Gasquet, autopsie d’une métamorphose

Richard Gasquet - -
Un cap franchi sur le plan mental
Patrice Dominguez (ancien joueur) :
« Il bat Raonic en sauvant une balle de match, il bat un Ferrer contre qui il avait perdu huit fois en neuf matches… Il a progressé sur le plan mental, et est capable de s’arracher pour aller chercher la victoire au bout de l’effort. C’est une grande victoire sur lui-même. A Roland-Garros cette année, il perd contre Wawrinka en cinq sets après avoir remporté les deux premiers. Ça lui a servi de référence. Il avait le sentiment qu’il était fatigué alors qu’il ne l’était pas. Cette fois, il a su faire abstraction, preuve qu’il est beaucoup mieux dans sa tête. »
Arnaud Clément (capitaine de l’équipe de France de Coupe Davis) :
« L’année dernière, il n’était pas si loin que ça. Mais à présent, on sent beaucoup de sérénité qui se dégage de Richard, même quand il est dominé dans les 3e et 4e sets contre Ferrer, il reste calme, concentré sur ses plans de jeu. Sa progression vient aussi de la confiance qu’il a accumulée ces derniers mois. Les grands matches vont souvent loin, c’est dur physiquement, c’est là qu’on pousse ses limites. Réussir à en enchaîner deux, ça montre qu’il est costaud.
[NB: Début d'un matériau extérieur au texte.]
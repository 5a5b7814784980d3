//! Square root.

use rust_decimal::prelude::FromPrimitive;
use rust_decimal::prelude::ToPrimitive;
use rust_decimal::Decimal;
use tracing::trace;
use tracing::warn;

use crate::defs::Error;
use crate::defs::MAX_ITERATIONS;
use crate::ops::consts::EPSILON;
use crate::ops::util::add;
use crate::ops::util::div;

/// Computes the square root of `x`.
///
/// The estimate obtained in binary floating point is refined by the Babylonian method
/// until two consecutive iterates are equal, or an iterate repeats the one from two
/// steps before.
///
/// ## Errors
///
///  - Domain: `x` is negative.
///  - NoConvergence: the iteration did not settle within `MAX_ITERATIONS` steps.
pub fn sqrt(x: Decimal) -> Result<Decimal, Error> {
    if x < Decimal::ZERO {
        return Err(Error::Domain);
    }

    // s / 2 would vanish to zero for these.
    if x.is_zero() || x == EPSILON {
        return Ok(Decimal::ZERO);
    }

    let half_s = div(x, Decimal::TWO)?;
    let mut cur = seed(x, f64::sqrt);
    let mut prev = Decimal::NEGATIVE_ONE;

    for i in 0..MAX_ITERATIONS {
        let next = add(div(cur, Decimal::TWO)?, div(half_s, cur)?)?;

        if next == cur || next == prev {
            trace!(iterations = i + 1, "sqrt converged");
            return Ok(next);
        }

        prev = cur;
        cur = next;
    }

    warn!(x = %x, "sqrt did not converge");

    Err(Error::NoConvergence)
}

/// Initial estimate for the Newton iteration of a root of a positive `x`.
/// Falls back to `x` itself when the binary estimate is not usable.
pub(crate) fn seed(x: Decimal, f: fn(f64) -> f64) -> Decimal {
    x.to_f64()
        .map(f)
        .and_then(Decimal::from_f64)
        .filter(|s| !s.is_zero())
        .unwrap_or(x)
}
Il se prouve à lui-même qu’il est capable d’enchaîner face à des joueurs qui sont intraitables sur les plans physique et mental. »
Un physique déterminant
Patrice Dominguez :
« Depuis trois ans, il travaille avec deux coaches différents, Sébastien Grosjean et Riccardo Piatti. Ce travail porte ses fruits. Il a repris le chemin des salles de culture physique, il a repris le jogging. Il est dans un équilibre de santé et de physique qui lui a permis de se renforcer, et d’oublier cet aspect de son jeu. C’était un paramètre capital pour lui. Sur cet US Open, il montre à tout le monde qu’il est capable d’aller au bout d’efforts conséquents. Aller chercher Ferrer au 5e set, après 3h30 de jeu, ce n’est pas anodin. »
Arnaud Clément :
« Physiquement, il tient la distance. Il enchaîne deux matches en cinq sets, il a fait beaucoup de progrès de ce côté-là. Ses objectifs sont de plus en plus haut, il fait tout pour les atteindre, et ce n’est pas un hasard de le voir à ce niveau. Il a énormément de talent, tout le monde le sait, mais quand on le voit tenir contre Ferrer en cinq sets, ce n’est pas simplement grâce à son coup de raquette, c’est le boulot. »
27 ans, l'âge de raison
Eric Winogradsky (son ancien entraîneur) :
« Quand il est arrivé sur le circuit, il n’avait même pas 16 ans. Ça lui est tombé dessus de manière brutale. Beaucoup ont dit qu’ils n’avaient pas les épaules. Arriver sur le circuit aussi tôt en étant sur le devant de la scène depuis ses 9 ans, ça use. Mais il est toujours là, il continue son bonhomme de chemin, il progresse. Chacun son rythme. Ferrer, à quel âge il est arrivé dans le top 10 ? Haas joue son meilleur tennis à 35 ans. Dans le top 100, il y a 25% de joueurs qui ont plus de 30 ans. On a la droit d’arriver à maturité entre 25 et 30 ans. On est tous gourmands, on a tous envie de le voir arriver le plus haut possible, mais il faut respecter son rythme.
Patrice Dominguez :
« C’est une confirmation. Après avoir gagné un match en cinq très difficile en sauvant une balle de match, rééditer l’exploit, tout le monde pensait que c’était impossible. Souvent il avait craqué dans l’accumulation par lacunes physiques ou faiblesse mentale. Mais là, il a disputé un match plein, même si c’était compliqué. Psychologiquement, il a fait craquer Ferrer. C’est un Gasquet mature, qui progresse à chaque sortie désormais. A 27 ans, on a l’avenir devant soi. A 28 ans, Marion Bartoli a bien gagné son premier Grand Chelem ».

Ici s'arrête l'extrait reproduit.